Our eye contact was broken by the rumbling of an engine. I peered out of the window at Fran’s car pulling up behind mine on the driveway.
“Who is it?” Immy asked. “I don’t know that car.”
“It’s Francesca.” I met her eyes. “Maya’s mom.”
Her mouth formed a small ‘o,’ and she took a step back. “Maybe I should go.”
“Why?”
“Two exes in one room. That’s gotta be awkward.”
“No more so than living next to you.” I snorted. “She knows you live next door.”
“She… knows about me?”
I looked at her out of the corner of my eye. “Why wouldn’t she know about you?”

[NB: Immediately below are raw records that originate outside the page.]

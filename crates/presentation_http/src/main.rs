//! HK bus & weather HTTP server
//!
//! Main entry point for the HTTP API server.

use std::{sync::Arc, time::Duration};

use application::{BusDataPort, FallbackDataPort, GeocodingPort, WeatherPort};
use infrastructure::{
    AppConfig, DEFAULT_LOG_FILTER, FileFallbackStore, HkoWeatherAdapter, KmbBusDataAdapter,
    LogFormat, NominatimGeocodingAdapter, WarningSeverity, init_logging,
};
use presentation_http::{AppState, routes};
use tokio::{net::TcpListener, signal};
use tower::ServiceBuilder;
use tower_http::{
    cors::{Any, CorsLayer},
    trace::TraceLayer,
};
use tracing::{info, warn};

#[tokio::main]
async fn main() -> anyhow::Result<()> {
    // Configuration comes first so the log format can follow it
    let (config, load_error) = match AppConfig::load() {
        Ok(config) => (config, None),
        Err(e) => (AppConfig::default(), Some(e)),
    };

    let format = config
        .server
        .log_format
        .parse::<LogFormat>()
        .unwrap_or(LogFormat::Text);
    init_logging(format, DEFAULT_LOG_FILTER)?;

    info!("HK bus & weather server v{} starting", env!("CARGO_PKG_VERSION"));
    if let Some(e) = load_error {
        warn!("Failed to load config, using defaults: {}", e);
    }

    for warning in config.validate() {
        match warning.severity {
            WarningSeverity::Warning => warn!("{warning}"),
            WarningSeverity::Info => info!("{warning}"),
        }
    }

    info!(
        host = %config.server.host,
        port = %config.server.port,
        fallback_folder = %config.fallback.base_folder.display(),
        "Configuration loaded"
    );

    let bus_data: Arc<dyn BusDataPort> =
        Arc::new(KmbBusDataAdapter::new(&config.kmb.to_kmb_config(&config.http))?);
    let weather: Arc<dyn WeatherPort> =
        Arc::new(HkoWeatherAdapter::new(config.hko.to_hko_config(&config.http))?);
    let geocoder: Arc<dyn GeocodingPort> = Arc::new(NominatimGeocodingAdapter::new(
        &config.geocoding.to_nominatim_config(&config.http),
    )?);
    let fallback: Arc<dyn FallbackDataPort> =
        Arc::new(FileFallbackStore::from_config(&config.fallback));

    let cors_layer = cors_layer(&config.server.allowed_origins);
    let addr = config.server.bind_address();
    let shutdown_timeout = Duration::from_secs(config.server.shutdown_timeout_secs.unwrap_or(30));

    let state = AppState::new(config, bus_data, fallback, geocoder, weather);

    // Warm the stop index; requests arriving earlier load it on demand
    let stop_index = Arc::clone(&state.stop_index);
    tokio::spawn(async move {
        if let Err(e) = stop_index.ensure_loaded().await {
            warn!(error = %e, "Initial stop index load failed");
        }
    });

    let app = routes::create_router(state).layer(
        ServiceBuilder::new()
            .layer(TraceLayer::new_for_http())
            .layer(cors_layer),
    );

    let listener = TcpListener::bind(&addr).await?;
    info!("Server listening on http://{}", addr);

    axum::serve(listener, app)
        .with_graceful_shutdown(shutdown_signal(shutdown_timeout))
        .await?;

    info!("Server shutdown complete");

    Ok(())
}

/// Any origin when none are configured, otherwise only the listed ones
fn cors_layer(allowed_origins: &[String]) -> CorsLayer {
    if allowed_origins.is_empty() {
        CorsLayer::new()
            .allow_origin(Any)
            .allow_methods(Any)
            .allow_headers(Any)
    } else {
        use axum::http::{HeaderValue, Method};
        let origins: Vec<HeaderValue> = allowed_origins
            .iter()
            .filter_map(|o| o.parse().ok())
            .collect();
        CorsLayer::new()
            .allow_origin(origins)
            .allow_methods([Method::GET, Method::POST])
            .allow_headers(Any)
    }
}

/// Wait for SIGINT or SIGTERM
async fn shutdown_signal(timeout: Duration) {
    let ctrl_c = async {
        if let Err(e) = signal::ctrl_c().await {
            tracing::error!("Failed to install Ctrl+C handler: {}", e);
        }
    };

    #[cfg(unix)]
    let terminate = async {
        match signal::unix::signal(signal::unix::SignalKind::terminate()) {
            Ok(mut signal) => {
                signal.recv().await;
            },
            Err(e) => {
                tracing::error!("Failed to install SIGTERM handler: {}", e);
                std::future::pending::<()>().await;
            },
        }
    };

    #[cfg(not(unix))]
    let terminate = std::future::pending::<()>();

    tokio::select! {
        () = ctrl_c => info!("Received Ctrl+C, shutting down"),
        () = terminate => info!("Received SIGTERM, shutting down"),
    }

    info!("Waiting up to {:?} for connections to close", timeout);
}
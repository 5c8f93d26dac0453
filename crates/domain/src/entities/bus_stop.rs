//! Bus stop entity

use serde::{Deserialize, Serialize};

use crate::errors::DomainError;
use crate::value_objects::{GeoLocation, LocalizedText};

/// A bus stop with its trilingual name and parsed coordinates
#[derive(Debug, Clone, PartialEq, Serialize, Deserialize)]
pub struct BusStop {
    /// Operator stop identifier (opaque, e.g. `18492910339410B1`)
    pub stop_id: String,
    /// Display name
    pub name: LocalizedText,
    /// Stop position
    pub location: GeoLocation,
}

impl BusStop {
    /// Create a stop from already-parsed coordinates
    ///
    /// # Errors
    ///
    /// Returns `DomainError::ValidationError` if the stop id is blank.
    pub fn new(
        stop_id: impl Into<String>,
        name: LocalizedText,
        location: GeoLocation,
    ) -> Result<Self, DomainError> {
        let stop_id = stop_id.into();
        if stop_id.trim().is_empty() {
            return Err(DomainError::ValidationError(
                "stop id must not be empty".to_string(),
            ));
        }
        Ok(Self {
            stop_id,
            name,
            location,
        })
    }

    /// Create a stop from coordinates given as decimal-degree text
    ///
    /// # Errors
    ///
    /// Returns an error if the id is blank or either coordinate cannot be parsed.
    pub fn from_text_coordinates(
        stop_id: impl Into<String>,
        name: LocalizedText,
        latitude: &str,
        longitude: &str,
    ) -> Result<Self, DomainError> {
        let location = GeoLocation::parse(latitude, longitude)?;
        Self::new(stop_id, name, location)
    }
}
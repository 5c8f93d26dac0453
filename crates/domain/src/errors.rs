//! Domain-level errors

use thiserror::Error;

/// Errors that can occur in the domain layer
#[derive(Debug, Error)]
pub enum DomainError {
    /// Coordinates outside the valid latitude/longitude range
    #[error("Invalid coordinates: {0}")]
    InvalidCoordinates(String),

    /// Coordinate text that is not a decimal number
    #[error("Invalid coordinate text for {field}: {value:?}")]
    UnparsableCoordinate {
        /// Which coordinate failed ("latitude" or "longitude")
        field: &'static str,
        /// The raw text as received
        value: String,
    },

    /// Unknown language code
    #[error("Unsupported language: {0}")]
    UnsupportedLanguage(String),

    /// Unknown weather data type
    #[error("Unsupported weather data type: {0}")]
    UnsupportedDataType(String),

    /// Validation failed
    #[error("Validation failed: {0}")]
    ValidationError(String),
}
//! Geocoding port
//!
//! Resolves free-text addresses and place names to coordinates.

use async_trait::async_trait;
use domain::value_objects::GeoLocation;
#[cfg(test)]
use mockall::automock;

use crate::error::ApplicationError;

/// Port for forward geocoding
///
/// An address that cannot be resolved is `Ok(None)`; errors are reserved for
/// the provider failing to answer.
#[cfg_attr(test, automock)]
#[async_trait]
pub trait GeocodingPort: Send + Sync {
    /// Resolve a free-text query to a coordinate
    async fn geocode(&self, query: &str) -> Result<Option<GeoLocation>, ApplicationError>;
}
//! Upstream service sections: KMB, HKO, geocoding and the local fallback files.

use std::path::PathBuf;

use application::{
    DEFAULT_ETA_FETCH_CONCURRENCY, DEFAULT_GEOCODE_REGION, DEFAULT_NEAR_STOP_RADIUS_DEGREES,
    DEFAULT_TOP_N, NearbyStopConfig,
};
use domain::Language;
use serde::{Deserialize, Serialize};

use super::HttpConfig;

/// KMB open-data configuration
#[derive(Debug, Clone, Serialize, Deserialize)]
pub struct KmbAppConfig {
    /// Full route list URL
    #[serde(default = "default_route_list_url")]
    pub route_list_url: String,

    /// Full stop list URL
    #[serde(default = "default_stop_list_url")]
    pub stop_list_url: String,

    /// Per-stop arrival URL containing `{stop_id}`
    #[serde(default = "default_stop_eta_url_template")]
    pub stop_eta_url_template: String,

    /// Half-width of the nearby-stop search box, in degrees
    #[serde(default = "default_near_stop_radius")]
    pub near_stop_radius_degrees: f64,

    /// Maximum in-flight arrival requests per lookup
    #[serde(default = "default_eta_fetch_concurrency")]
    pub eta_fetch_concurrency: usize,

    /// Overrides `http.timeout_secs`
    #[serde(default)]
    pub timeout_secs: Option<u64>,
}

fn default_route_list_url() -> String {
    integration_kmb::KmbConfig::default().route_list_url
}

fn default_stop_list_url() -> String {
    integration_kmb::KmbConfig::default().stop_list_url
}

fn default_stop_eta_url_template() -> String {
    integration_kmb::KmbConfig::default().stop_eta_url_template
}

const fn default_near_stop_radius() -> f64 {
    DEFAULT_NEAR_STOP_RADIUS_DEGREES
}

const fn default_eta_fetch_concurrency() -> usize {
    DEFAULT_ETA_FETCH_CONCURRENCY
}

impl Default for KmbAppConfig {
    fn default() -> Self {
        Self {
            route_list_url: default_route_list_url(),
            stop_list_url: default_stop_list_url(),
            stop_eta_url_template: default_stop_eta_url_template(),
            near_stop_radius_degrees: default_near_stop_radius(),
            eta_fetch_concurrency: default_eta_fetch_concurrency(),
            timeout_secs: None,
        }
    }
}

impl KmbAppConfig {
    /// Convert to `integration_kmb::KmbConfig`
    #[must_use]
    pub fn to_kmb_config(&self, http: &HttpConfig) -> integration_kmb::KmbConfig {
        integration_kmb::KmbConfig {
            route_list_url: self.route_list_url.clone(),
            stop_list_url: self.stop_list_url.clone(),
            stop_eta_url_template: self.stop_eta_url_template.clone(),
            timeout_secs: self.timeout_secs.unwrap_or(http.timeout_secs),
            user_agent: http.user_agent.clone(),
        }
    }

    /// Search parameters for the nearby-stop workflow
    #[must_use]
    pub const fn to_nearby_stop_config(&self) -> NearbyStopConfig {
        NearbyStopConfig {
            radius_degrees: self.near_stop_radius_degrees,
            eta_fetch_concurrency: self.eta_fetch_concurrency,
        }
    }
}

/// Hong Kong Observatory configuration
#[derive(Debug, Clone, Serialize, Deserialize)]
pub struct HkoAppConfig {
    /// Dataset URL containing `{data_type}` and `{lang}`
    #[serde(default = "default_weather_url_template")]
    pub weather_url_template: String,

    /// Language used when a request does not name one
    #[serde(default)]
    pub default_lang: Language,

    /// Stations returned by the nearby-station lookup when `top_n` is absent
    #[serde(default = "default_top_n")]
    pub default_top_n: usize,

    /// Region appended to station names before geocoding
    #[serde(default = "default_geocode_region")]
    pub geocode_region: String,

    /// Overrides `http.timeout_secs`
    #[serde(default)]
    pub timeout_secs: Option<u64>,
}

fn default_weather_url_template() -> String {
    integration_hko::HkoConfig::default().weather_url_template
}

const fn default_top_n() -> usize {
    DEFAULT_TOP_N
}

fn default_geocode_region() -> String {
    DEFAULT_GEOCODE_REGION.to_string()
}

impl Default for HkoAppConfig {
    fn default() -> Self {
        Self {
            weather_url_template: default_weather_url_template(),
            default_lang: Language::default(),
            default_top_n: default_top_n(),
            geocode_region: default_geocode_region(),
            timeout_secs: None,
        }
    }
}

impl HkoAppConfig {
    /// Convert to `integration_hko::HkoConfig`
    #[must_use]
    pub fn to_hko_config(&self, http: &HttpConfig) -> integration_hko::HkoConfig {
        integration_hko::HkoConfig {
            weather_url_template: self.weather_url_template.clone(),
            timeout_secs: self.timeout_secs.unwrap_or(http.timeout_secs),
            user_agent: http.user_agent.clone(),
        }
    }
}

/// Nominatim geocoding configuration
#[derive(Debug, Clone, Serialize, Deserialize)]
pub struct GeocodingAppConfig {
    /// Nominatim base URL
    #[serde(default = "default_geocoding_base_url")]
    pub base_url: String,

    /// Request timeout in seconds
    #[serde(default = "default_geocoding_timeout")]
    pub timeout_secs: u64,

    /// Minimum gap between requests in milliseconds
    #[serde(default = "default_min_request_interval_ms")]
    pub min_request_interval_ms: u64,

    /// ISO country code filter (empty for worldwide)
    #[serde(default = "default_country_filter")]
    pub country_filter: String,

    /// Preferred result languages
    #[serde(default = "default_accept_language")]
    pub accept_language: String,

    /// User-Agent override; falls back to `http.user_agent`
    #[serde(default)]
    pub user_agent: Option<String>,
}

fn default_geocoding_base_url() -> String {
    integration_geocoding::NominatimConfig::default().base_url
}

const fn default_geocoding_timeout() -> u64 {
    10
}

const fn default_min_request_interval_ms() -> u64 {
    1100
}

fn default_country_filter() -> String {
    "hk".to_string()
}

fn default_accept_language() -> String {
    "en,zh-HK".to_string()
}

impl Default for GeocodingAppConfig {
    fn default() -> Self {
        Self {
            base_url: default_geocoding_base_url(),
            timeout_secs: default_geocoding_timeout(),
            min_request_interval_ms: default_min_request_interval_ms(),
            country_filter: default_country_filter(),
            accept_language: default_accept_language(),
            user_agent: None,
        }
    }
}

impl GeocodingAppConfig {
    /// Convert to `integration_geocoding::NominatimConfig`
    #[must_use]
    pub fn to_nominatim_config(&self, http: &HttpConfig) -> integration_geocoding::NominatimConfig {
        integration_geocoding::NominatimConfig {
            base_url: self.base_url.clone(),
            timeout_secs: self.timeout_secs,
            min_request_interval_ms: self.min_request_interval_ms,
            country_filter: self.country_filter.clone(),
            accept_language: self.accept_language.clone(),
            user_agent: self
                .user_agent
                .clone()
                .unwrap_or_else(|| http.user_agent.clone()),
        }
    }
}

/// Local snapshot files used when the operator API is down
///
/// Files live in `{base_folder}/res/` and have the operator's list-payload shape.
#[derive(Debug, Clone, Serialize, Deserialize)]
pub struct FallbackConfig {
    /// Folder containing `res/`
    #[serde(default = "default_base_folder")]
    pub base_folder: PathBuf,

    /// Stop list file name
    #[serde(default = "default_stop_data_file")]
    pub stop_data_file: String,

    /// Route list file name
    #[serde(default = "default_route_data_file")]
    pub route_data_file: String,
}

fn default_base_folder() -> PathBuf {
    PathBuf::from(".")
}

fn default_stop_data_file() -> String {
    "kmb_stop_data.json".to_string()
}

fn default_route_data_file() -> String {
    "kmb_route_data.json".to_string()
}

impl Default for FallbackConfig {
    fn default() -> Self {
        Self {
            base_folder: default_base_folder(),
            stop_data_file: default_stop_data_file(),
            route_data_file: default_route_data_file(),
        }
    }
}

impl FallbackConfig {
    /// Full path of the stop snapshot
    #[must_use]
    pub fn stop_data_path(&self) -> PathBuf {
        self.base_folder.join("res").join(&self.stop_data_file)
    }

    /// Full path of the route snapshot
    #[must_use]
    pub fn route_data_path(&self) -> PathBuf {
        self.base_folder.join("res").join(&self.route_data_file)
    }
}

#[cfg(test)]
mod tests {
    use super::*;

    #[test]
    fn kmb_timeout_override_wins() {
        let http = HttpConfig::default();
        let kmb = KmbAppConfig {
            timeout_secs: Some(7),
            ..Default::default()
        };
        assert_eq!(kmb.to_kmb_config(&http).timeout_secs, 7);
        assert_eq!(KmbAppConfig::default().to_kmb_config(&http).timeout_secs, 60);
    }

    #[test]
    fn kmb_search_parameters() {
        let config = KmbAppConfig::default().to_nearby_stop_config();
        assert!((config.radius_degrees - 0.003).abs() < f64::EPSILON);
        assert_eq!(config.eta_fetch_concurrency, 8);
    }

    #[test]
    fn hko_defaults() {
        let config = HkoAppConfig::default();
        assert_eq!(config.default_lang, Language::TraditionalChinese);
        assert_eq!(config.default_top_n, 1);
        assert_eq!(config.geocode_region, "Hong Kong");
        assert!(config.weather_url_template.contains("{data_type}"));
    }

    #[test]
    fn geocoding_user_agent_falls_back_to_http() {
        let http = HttpConfig {
            timeout_secs: 60,
            user_agent: "custom/1.0".to_string(),
        };
        let nominatim = GeocodingAppConfig::default().to_nominatim_config(&http);
        assert_eq!(nominatim.user_agent, "custom/1.0");
        assert_eq!(nominatim.min_request_interval_ms, 1100);
        assert_eq!(nominatim.country_filter, "hk");
    }

    #[test]
    fn fallback_paths_live_under_res() {
        let config = FallbackConfig {
            base_folder: PathBuf::from("/srv/hkbus"),
            ..Default::default()
        };
        assert_eq!(
            config.stop_data_path(),
            PathBuf::from("/srv/hkbus/res/kmb_stop_data.json")
        );
        assert_eq!(
            config.route_data_path(),
            PathBuf::from("/srv/hkbus/res/kmb_route_data.json")
        );
    }
}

“I don’t know. I just…” Immy trailed off, then finished with a shrug.
I laughed gently as I went to get the door. “Hey. How was your trip?”
Fran beamed at me. “So good. And we did the seating chart, all while keeping Matt’s mom as far away from me as possible.”
I chuckled and let her inside. “Maya! Guess who?”
“Mama!” There was a small clunk and the unmistakable sound of popcorn skirting all across the floor.
I winced.
Fran grimaced. “Sorry,” she mouthed, changing course quickly to grab the high-speed ball of tiny human hurtling her way. “Hey, baby!”
“Mamaaaaa!” Maya wrapped herself around her like a koala. “Can I finish Peppa first?”